When these changes are extreme they may mimic neoplasia representing potential false positive reports.
Other Inflammatory conditions of the cervix
Atrophic cervices are particularly susceptible to infection. An atrophic smear hardly ever has a clear background, it will contain numerous polymorphs and mucus strands and the parabasal cells show degenerative changes such as nuclear pyknosis and karyorrhexis.
When injury persists, discrete lymphocytes and plasma cells migrate into the inflamed area and can be found in moderate numbers among the polymorphs in the smear. In long standing cervicitis such as that associated with the insertion of a vaginal pessary, for vaginal prolapse, in a post menopausal woman, the epithelium may show reactive changes such as parakeratosis and hyperkeratosis.
Chronic lymphocytic cervicitis is characterised by a mixture of polymorphs and lymphocytes in the smear.
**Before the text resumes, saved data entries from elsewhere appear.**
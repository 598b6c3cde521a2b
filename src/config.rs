use std::{env, net::SocketAddr};

use crate::{gate::AdminGateMode, paths::DEFAULT_ADMIN_PREFIXES};

const DEFAULT_BIND_ADDR: &str = "0.0.0.0:3001";
const LOCAL_API_HOST: &str = "http://127.0.0.1:3000";
const LOCAL_UI_HOST: &str = "http://127.0.0.1:3002";
const DEFAULT_MAX_BODY_BYTES: usize = 64 * 1024 * 1024;

/// AppConfig
///
/// Immutable configuration loaded once at startup and shared with handlers and
/// the gate through `AppState` / `FromRef`.
#[derive(Clone, Debug)]
pub struct AppConfig {
    // Runtime environment marker. Selects log format and which vars are mandatory.
    pub env: Env,
    // HMAC key shared with the API backend that issues session tokens.
    pub jwt_secret: String,
    pub bind_addr: SocketAddr,
    // Origin serving /api and /outputs.
    pub api_host: String,
    // Origin rendering the console pages.
    pub ui_host: String,
    pub admin_prefixes: Vec<String>,
    pub admin_gate_mode: AdminGateMode,
    // Upper bound on request bodies buffered for proxying.
    pub max_body_bytes: usize,
}

/// Env
///
/// Defines the runtime context: pretty logs and local upstream defaults, or JSON
/// logs with every upstream spelled out.
#[derive(Clone, PartialEq, Debug)]
pub enum Env {
    Local,
    Production,
}

/// ConfigError
///
/// Reasons the service refuses to start.
#[derive(Debug, thiserror::Error, PartialEq, Eq)]
pub enum ConfigError {
    #[error("{0} must be set")]
    Missing(&'static str),
    #[error("{var} is invalid: {reason}")]
    Invalid { var: &'static str, reason: String },
}

impl Default for AppConfig {
    /// Safe values for test scaffolding. Never used by `load`.
    fn default() -> Self {
        Self {
            env: Env::Local,
            jwt_secret: "console-gate-test-secret".to_string(),
            bind_addr: SocketAddr::from(([127, 0, 0, 1], 3001)),
            api_host: LOCAL_API_HOST.to_string(),
            ui_host: LOCAL_UI_HOST.to_string(),
            admin_prefixes: DEFAULT_ADMIN_PREFIXES.iter().map(|p| p.to_string()).collect(),
            admin_gate_mode: AdminGateMode::Enforce,
            max_body_bytes: DEFAULT_MAX_BODY_BYTES,
        }
    }
}

impl AppConfig {
    /// load
    ///
    /// Reads the configuration from the environment. The signing secret has no
    /// fallback in any environment: without `JWT_SECRET` the gate could not
    /// verify a single token, so startup fails instead.
    pub fn load() -> Result<Self, ConfigError> {
        let env = match env::var("APP_ENV").as_deref() {
            Ok("production") => Env::Production,
            _ => Env::Local,
        };

        let jwt_secret = non_empty("JWT_SECRET").ok_or(ConfigError::Missing("JWT_SECRET"))?;

        let (api_host, ui_host) = match env {
            Env::Local => (
                non_empty("API_HOST").unwrap_or_else(|| LOCAL_API_HOST.to_string()),
                non_empty("UI_HOST").unwrap_or_else(|| LOCAL_UI_HOST.to_string()),
            ),
            Env::Production => (
                non_empty("API_HOST").ok_or(ConfigError::Missing("API_HOST"))?,
                non_empty("UI_HOST").ok_or(ConfigError::Missing("UI_HOST"))?,
            ),
        };

        let bind_addr = non_empty("BIND_ADDR")
            .unwrap_or_else(|| DEFAULT_BIND_ADDR.to_string())
            .parse::<SocketAddr>()
            .map_err(|e| ConfigError::Invalid {
                var: "BIND_ADDR",
                reason: e.to_string(),
            })?;

        let admin_prefixes = match non_empty("ADMIN_ONLY_PREFIXES") {
            Some(raw) => parse_prefixes(&raw)?,
            None => DEFAULT_ADMIN_PREFIXES.iter().map(|p| p.to_string()).collect(),
        };

        let admin_gate_mode = match non_empty("ADMIN_GATE_MODE") {
            Some(raw) => AdminGateMode::parse(&raw).ok_or_else(|| ConfigError::Invalid {
                var: "ADMIN_GATE_MODE",
                reason: format!("expected `enforce` or `log-only`, got `{raw}`"),
            })?,
            None => AdminGateMode::Enforce,
        };

        let max_body_bytes = match non_empty("MAX_BODY_BYTES") {
            Some(raw) => raw.parse::<usize>().map_err(|e| ConfigError::Invalid {
                var: "MAX_BODY_BYTES",
                reason: e.to_string(),
            })?,
            None => DEFAULT_MAX_BODY_BYTES,
        };

        Ok(Self {
            env,
            jwt_secret,
            bind_addr,
            api_host: trim_origin(api_host),
            ui_host: trim_origin(ui_host),
            admin_prefixes,
            admin_gate_mode,
            max_body_bytes,
        })
    }
}

fn non_empty(var: &str) -> Option<String> {
    env::var(var).ok().filter(|value| !value.trim().is_empty())
}

/// Comma-separated list of absolute path prefixes, e.g. `/jobs,/prompts`.
fn parse_prefixes(raw: &str) -> Result<Vec<String>, ConfigError> {
    raw.split(',')
        .map(str::trim)
        .filter(|p| !p.is_empty())
        .map(|p| {
            if p.starts_with('/') {
                Ok(p.trim_end_matches('/').to_string())
            } else {
                Err(ConfigError::Invalid {
                    var: "ADMIN_ONLY_PREFIXES",
                    reason: format!("`{p}` does not start with `/`"),
                })
            }
        })
        .collect()
}

fn trim_origin(origin: String) -> String {
    origin.trim_end_matches('/').to_string()
}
Some of the epithelial cells show intense eosinophilic staining consistent with hyperkeratotic changes
Follicular cervicitis is a condition characterised by the exposure of lymphoid follicles due to disruption of the overlying epithelium. It can occur at any age but is most common in post-menopausal women whose lymphoid follicles are covered by thin, fragile, atrophic epithelium which is easily removed by the spatula. The smear contains bands of lymphoid cells, both mature and immature, in varying stages of differentiation. Tingible-body macrophages are also present. Marked non-specific inflammatory and repair changes may be seen in the overlying epithelial cells.
Figure 9b-14. Follicular cervicitis: not lymphocytes of variable size and occasional tingible-body macrophages
Non-specific cervicitis and endocervicitis
Non-specific inflammation, endocervicitis, repair and atrophic cervicitis may mimic intraepithelial neoplasia, which is discussed and illustrated in the section on ‘pitfalls’.
Learning points from Chapter 9b
Normal squamous cells, immature metaplastic cells and endocervical cells should be seen on a normal LBC or conventional cervical cytology slide.
Endometrial cells, histiocytes, lymphocytes may also be seen and must be distinguished from mature and immature squamous and endocervical cells.
Lactobacilli may be seen in normal cervical smears often in those showing cytolysis and bare nuclei.
Candida, Trichomomas, Herpesvirus and Actinomyces may be seen in otherwise normal cervical cytology slides.
Cytologists must recognise reactive and regenerative changes seen non-specific and specific infections as well as in atrophy and atrophic vaginitis.